In addition to neutrophilic severe asthmatic phenotype, eosinophil-dominant severe asthma with fungal sensitization also showed the significant elevation of ER stress in mice [57]. In this study, Aspergillus fumigatus extract-inhaled mice showed typical asthmatic manifestations including eosinophilic airway inflammation and airway hyperresponsiveness which were not responded to treatment with oral steroid, while all asthmatic features and increased ER stress were very well controlled by 4-PBA, suggesting that ER stress is linked to the pathogenesis of eosinophilic-dominant severe asthma as well as neutrophilic-dominant one. Meanwhile, this animal model appeared to represent the TAC3 human severe asthma group.
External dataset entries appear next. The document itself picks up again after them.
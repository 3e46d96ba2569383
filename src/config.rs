use std::{collections::HashSet, fs, path::Path, time::Duration};

use anyhow::{anyhow, Context, Result};
use serde::{Deserialize, Serialize};

use crate::models::VenueConfig;

const DEFAULT_USER_AGENT: &str = concat!("show-discovery/", env!("CARGO_PKG_VERSION"));

#[derive(Debug, Clone, Serialize, Deserialize, PartialEq)]
#[serde(default)]
pub struct EngineConfig {
    pub page_load_timeout_secs: u64,
    pub data_ready_timeout_secs: u64,
    pub detail_timeout_secs: u64,
    pub poll_interval_millis: u64,
    pub venue_concurrency: usize,
    pub detail_concurrency: usize,
    pub user_agent: String,
    pub import_endpoint: Option<String>,
    pub import_api_key: Option<String>,
}

impl Default for EngineConfig {
    fn default() -> Self {
        Self {
            page_load_timeout_secs: 45,
            data_ready_timeout_secs: 30,
            detail_timeout_secs: 15,
            poll_interval_millis: 1000,
            venue_concurrency: 3,
            detail_concurrency: 8,
            user_agent: DEFAULT_USER_AGENT.to_string(),
            import_endpoint: None,
            import_api_key: None,
        }
    }
}

/// The three timeout granularities plus the data-ready poll cadence.
#[derive(Debug, Clone, Copy, PartialEq)]
pub struct Timeouts {
    pub page_load: Duration,
    pub data_ready: Duration,
    pub detail: Duration,
    pub poll_interval: Duration,
}

impl Default for Timeouts {
    fn default() -> Self {
        EngineConfig::default().timeouts()
    }
}

impl EngineConfig {
    /// Reads the config file when it exists, then applies environment overrides.
    pub fn load(path: &Path) -> Result<Self> {
        let mut config = if path.exists() {
            let contents = fs::read_to_string(path)
                .with_context(|| format!("unable to read config {}", path.display()))?;
            serde_json::from_str(&contents)
                .with_context(|| format!("invalid config {}", path.display()))?
        } else {
            Self::default()
        };
        config.apply_env();
        Ok(config.clamped())
    }

    pub fn apply_env(&mut self) {
        if let Ok(url) = std::env::var("SHOW_DISCOVERY_IMPORT_URL") {
            self.import_endpoint = Some(url);
        }
        if let Ok(key) = std::env::var("SHOW_DISCOVERY_IMPORT_KEY") {
            self.import_api_key = Some(key);
        }
        if let Ok(agent) = std::env::var("SHOW_DISCOVERY_USER_AGENT") {
            self.user_agent = agent;
        }
    }

    pub fn clamped(mut self) -> Self {
        self.venue_concurrency = self.venue_concurrency.max(1);
        self.detail_concurrency = self.detail_concurrency.max(1);
        self
    }

    pub fn timeouts(&self) -> Timeouts {
        Timeouts {
            page_load: Duration::from_secs(self.page_load_timeout_secs),
            data_ready: Duration::from_secs(self.data_ready_timeout_secs),
            detail: Duration::from_secs(self.detail_timeout_secs),
            poll_interval: Duration::from_millis(self.poll_interval_millis),
        }
    }
}

/// Static venue input, looked up by slug.
#[derive(Debug, Clone, Default)]
pub struct VenueRoster {
    venues: Vec<VenueConfig>,
}

impl VenueRoster {
    pub fn new(venues: Vec<VenueConfig>) -> Result<Self> {
        let mut seen = HashSet::new();
        for venue in &venues {
            if !seen.insert(venue.slug.as_str()) {
                return Err(anyhow!("duplicate venue slug: {}", venue.slug));
            }
        }
        Ok(Self { venues })
    }

    pub fn from_json(raw: &str) -> Result<Self> {
        let venues: Vec<VenueConfig> =
            serde_json::from_str(raw).context("venue roster is not a list of venues")?;
        Self::new(venues)
    }

    pub fn load(path: &Path) -> Result<Self> {
        let contents = fs::read_to_string(path)
            .with_context(|| format!("unable to read venue roster {}", path.display()))?;
        Self::from_json(&contents)
    }

    pub fn find(&self, slug: &str) -> Option<&VenueConfig> {
        self.venues.iter().find(|venue| venue.slug == slug)
    }

    pub fn venues(&self) -> &[VenueConfig] {
        &self.venues
    }

    pub fn slugs(&self) -> Vec<String> {
        self.venues.iter().map(|venue| venue.slug.clone()).collect()
    }
}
As described earlier, TAC3 is characterized by genes of metabolic pathways, ubiquitination, and mitochondrial function, and the subjects of TAC3 exhibit various inflammatory cell types including paucigranulocytic, eosinophilic, and neutrophilic pattern subgroups. Thus, this fungal extract-inhaled eosinophilic severe asthma murine model can be considered as an eosinophilic pattern TAC3, non-Th2 eosinophilic asthma. Actually, in this study, mitochondrial ROS was significantly increased in the lung from A. fumigatus extract-inhaled mice [57].

These observations suggest that ER stress plays a critical role in the pathogenesis of various phenotypes of severe asthma including neutrophilic, eosinophilic, and viral infection-related types, supporting that the ER stress-targeting strategy seems to be able to overcome the steroid resistance in severe asthma.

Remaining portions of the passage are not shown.